Each entry must be copied exactly, without omission.

↓↓↓

// Integration tests for the schema migration framework

use rusqlite::Connection;
use userbook_core::errors::ExErrorKind;
use userbook_store::migrations::{self, LATEST_VERSION};
use userbook_store::repo::SqliteRepo;
use userbook_store::UserStore;

fn setup_test_db() -> Connection {
    Connection::open_in_memory().expect("Failed to create in-memory database")
}

fn table_names(conn: &Connection) -> Vec<String> {
    let mut stmt = conn
        .prepare("SELECT name FROM sqlite_master WHERE type='table' ORDER BY name")
        .unwrap();
    let tables: Vec<String> = stmt
        .query_map([], |row| row.get(0))
        .unwrap()
        .collect::<Result<_, _>>()
        .unwrap();
    tables
}

fn user_columns(conn: &Connection) -> Vec<String> {
    let mut stmt = conn
        .prepare("SELECT name FROM pragma_table_info('user')")
        .unwrap();
    let columns: Vec<String> = stmt
        .query_map([], |row| row.get(0))
        .unwrap()
        .collect::<Result<_, _>>()
        .unwrap();
    columns
}

#[test]
fn test_apply_migrations_on_empty_db() {
    let mut conn = setup_test_db();

    let version = migrations::apply_migrations(&mut conn).unwrap();

    assert_eq!(version, LATEST_VERSION);
    assert_eq!(
        table_names(&conn),
        vec!["schema_version", "sqlite_sequence", "user"]
    );
    assert_eq!(
        user_columns(&conn),
        vec!["id", "first_name", "last_name", "age", "created_at", "avatar", "email"]
    );
}

#[test]
fn test_migration_idempotency() {
    let mut conn = setup_test_db();
    migrations::apply_migrations(&mut conn).unwrap();

    migrations::apply_migrations(&mut conn).unwrap();
    migrations::migrate(&mut conn, 0, LATEST_VERSION).unwrap();

    let version_count: i64 = conn
        .query_row("SELECT COUNT(*) FROM schema_version", [], |row| row.get(0))
        .unwrap();
    assert_eq!(version_count, i64::from(LATEST_VERSION));
}

#[test]
fn test_v1_to_v2_preserves_rows_and_leaves_email_absent() {
    // Given: a database that stopped at version 1 with existing users
    let mut conn = setup_test_db();
    assert_eq!(migrations::migrate(&mut conn, 0, 1).unwrap(), 1);
    assert!(!user_columns(&conn).contains(&"email".to_string()));

    conn.execute_batch(
        "INSERT INTO user (first_name, last_name, age, created_at) VALUES ('John', 'Doe', 30, 1000);
         INSERT INTO user (first_name, last_name) VALUES ('Ann', 'Lee');",
    )
    .unwrap();

    // When: it is upgraded to version 2
    assert_eq!(migrations::migrate(&mut conn, 1, 2).unwrap(), 2);

    // Then: every row survives with email absent and defaults intact
    let users = SqliteRepo::list_users(&conn).unwrap();
    assert_eq!(users.len(), 2);
    assert_eq!(users[0].fields.first_name.as_deref(), Some("Ann"));
    assert_eq!(users[0].fields.age, 0);
    assert_eq!(users[1].fields.first_name.as_deref(), Some("John"));
    assert_eq!(users[1].fields.created_at, Some(1000));
    assert!(users.iter().all(|u| u.fields.email.is_none()));
}

#[test]
fn test_store_open_upgrades_v1_database() {
    let dir = tempfile::tempdir().unwrap();
    let path = dir.path().join("legacy.db");
    {
        let mut conn = Connection::open(&path).unwrap();
        migrations::migrate(&mut conn, 0, 1).unwrap();
        conn.execute(
            "INSERT INTO user (first_name, last_name, age) VALUES ('Old', 'Timer', 70)",
            [],
        )
        .unwrap();
    }

    let store = UserStore::open(&path).unwrap();

    assert_eq!(store.schema_version().unwrap(), 2);
    let old = store.get_by_id(1).unwrap().unwrap();
    assert_eq!(old.full_name(), "Old Timer");
    assert!(old.fields.email.is_none());
}

#[test]
fn test_checksums_are_recorded() {
    let mut conn = setup_test_db();
    migrations::apply_migrations(&mut conn).unwrap();

    let checksum: String = conn
        .query_row(
            "SELECT checksum FROM schema_version WHERE migration_id = ?",
            ["001_create_user"],
            |row| row.get(0),
        )
        .unwrap();

    assert_eq!(checksum.len(), 64, "SHA256 checksum should be 64 hex chars");
    migrations::verify_checksums(&conn).unwrap();
}

#[test]
fn test_checksum_mismatch_blocks_open() {
    let mut conn = setup_test_db();
    migrations::apply_migrations(&mut conn).unwrap();
    conn.execute(
        "UPDATE schema_version SET checksum = 'tampered' WHERE version = 1",
        [],
    )
    .unwrap();

    let err = migrations::apply_migrations(&mut conn).unwrap_err();
    assert_eq!(err.kind(), ExErrorKind::ConstraintViolation);

    let err = UserStore::from_connection(conn).unwrap_err();
    assert_eq!(err.kind(), ExErrorKind::ConstraintViolation);
}

#[test]
fn test_newer_database_is_refused() {
    let mut conn = setup_test_db();
    migrations::apply_migrations(&mut conn).unwrap();
    conn.execute(
        "INSERT INTO schema_version (version, migration_id, applied_at, checksum)
         VALUES (?1, '999_future', 0, 'x')",
        [LATEST_VERSION + 1],
    )
    .unwrap();

    let err = migrations::apply_migrations(&mut conn).unwrap_err();
    assert_eq!(err.kind(), ExErrorKind::Migration);
    assert!(err.message().contains("newer"));
}

#[test]
fn test_get_migrations_lists_every_version() {
    let ids: Vec<_> = migrations::get_migrations().iter().map(|m| m.id).collect();
    assert_eq!(ids, vec!["001_create_user", "002_add_user_email"]);
}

↑↑↑

## Written solution
// Integration tests for the schema migration framework

use rusqlite::Connection;
use userbook_core::errors::ExErrorKind;
use userbook_store::migrations::{self, LATEST_VERSION};
use userbook_store::repo::SqliteRepo;
use userbook_store::UserStore;

fn setup_test_db() -> Connection {
    Connection::open_in_memory().expect("Failed to create in-memory database")
}

fn table_names(conn: &Connection) -> Vec<String> {
    let mut stmt = conn
        .prepare("SELECT name FROM sqlite_master WHERE type='table' ORDER BY name")
        .unwrap();
    let tables: Vec<String> = stmt
        .query_map([], |row| row.get(0))
        .unwrap()
        .collect::<Result<_, _>>()
        .unwrap();
    tables
}

fn user_columns(conn: &Connection) -> Vec<String> {
    let mut stmt = conn
        .prepare("SELECT name FROM pragma_table_info('user')")
        .unwrap();
    let columns: Vec<String> = stmt
        .query_map([], |row| row.get(0))
        .unwrap()
        .collect::<Result<_, _>>()
        .unwrap();
    columns
}

#[test]
fn test_apply_migrations_on_empty_db() {
    let mut conn = setup_test_db();

    let version = migrations::apply_migrations(&mut conn).unwrap();

    assert_eq!(version, LATEST_VERSION);
    assert_eq!(
        table_names(&conn),
        vec!["schema_version", "sqlite_sequence", "user"]
    );
    assert_eq!(
        user_columns(&conn),
        vec!["id", "first_name", "last_name", "age", "created_at", "avatar", "email"]
    );
}

#[test]
fn test_migration_idempotency() {
    let mut conn = setup_test_db();
    migrations::apply_migrations(&mut conn).unwrap();

    migrations::apply_migrations(&mut conn).unwrap();
    migrations::migrate(&mut conn, 0, LATEST_VERSION).unwrap();

    let version_count: i64 = conn
        .query_row("SELECT COUNT(*) FROM schema_version", [], |row| row.get(0))
        .unwrap();
    assert_eq!(version_count, i64::from(LATEST_VERSION));
}

#[test]
fn test_v1_to_v2_preserves_rows_and_leaves_email_absent() {
    // Given: a database that stopped at version 1 with existing users
    let mut conn = setup_test_db();
    assert_eq!(migrations::migrate(&mut conn, 0, 1).unwrap(), 1);
    assert!(!user_columns(&conn).contains(&"email".to_string()));

    conn.execute_batch(
        "INSERT INTO user (first_name, last_name, age, created_at) VALUES ('John', 'Doe', 30, 1000);
         INSERT INTO user (first_name, last_name) VALUES ('Ann', 'Lee');",
    )
    .unwrap();

    // When: it is upgraded to version 2
    assert_eq!(migrations::migrate(&mut conn, 1, 2).unwrap(), 2);

    // Then: every row survives with email absent and defaults intact
    let users = SqliteRepo::list_users(&conn).unwrap();
    assert_eq!(users.len(), 2);
    assert_eq!(users[0].fields.first_name.as_deref(), Some("Ann"));
    assert_eq!(users[0].fields.age, 0);
    assert_eq!(users[1].fields.first_name.as_deref(), Some("John"));
    assert_eq!(users[1].fields.created_at, Some(1000));
    assert!(users.iter().all(|u| u.fields.email.is_none()));
}

#[test]
fn test_store_open_upgrades_v1_database() {
    let dir = tempfile::tempdir().unwrap();
    let path = dir.path().join("legacy.db");
    {
        let mut conn = Connection::open(&path).unwrap();
        migrations::migrate(&mut conn, 0, 1).unwrap();
        conn.execute(
            "INSERT INTO user (first_name, last_name, age) VALUES ('Old', 'Timer', 70)",
            [],
        )
        .unwrap();
    }

    let store = UserStore::open(&path).unwrap();

    assert_eq!(store.schema_version().unwrap(), 2);
    let old = store.get_by_id(1).unwrap().unwrap();
    assert_eq!(old.full_name(), "Old Timer");
    assert!(old.fields.email.is_none());
}

#[test]
fn test_checksums_are_recorded() {
    let mut conn = setup_test_db();
    migrations::apply_migrations(&mut conn).unwrap();

    let checksum: String = conn
        .query_row(
            "SELECT checksum FROM schema_version WHERE migration_id = ?",
            ["001_create_user"],
            |row| row.get(0),
        )
        .unwrap();

    assert_eq!(checksum.len(), 64, "SHA256 checksum should be 64 hex chars");
    migrations::verify_checksums(&conn).unwrap();
}

#[test]
fn test_checksum_mismatch_blocks_open() {
    let mut conn = setup_test_db();
    migrations::apply_migrations(&mut conn).unwrap();
    conn.execute(
        "UPDATE schema_version SET checksum = 'tampered' WHERE version = 1",
        [],
    )
    .unwrap();

    let err = migrations::apply_migrations(&mut conn).unwrap_err();
    assert_eq!(err.kind(), ExErrorKind::ConstraintViolation);

    let err = UserStore::from_connection(conn).unwrap_err();
    assert_eq!(err.kind(), ExErrorKind::ConstraintViolation);
}

#[test]
fn test_newer_database_is_refused() {
    let mut conn = setup_test_db();
    migrations::apply_migrations(&mut conn).unwrap();
    conn.execute(
        "INSERT INTO schema_version (version, migration_id, applied_at, checksum)
         VALUES (?1, '999_future', 0, 'x')",
        [LATEST_VERSION + 1],
    )
    .unwrap();

    let err = migrations::apply_migrations(&mut conn).unwrap_err();
    assert_eq!(err.kind(), ExErrorKind::Migration);
    assert!(err.message().contains("newer"));
}

#[test]
fn test_get_migrations_lists_every_version() {
    let ids: Vec<_> = migrations::get_migrations().iter().map(|m| m.id).collect();
    assert_eq!(ids, vec!["001_create_user", "002_add_user_email"]);
}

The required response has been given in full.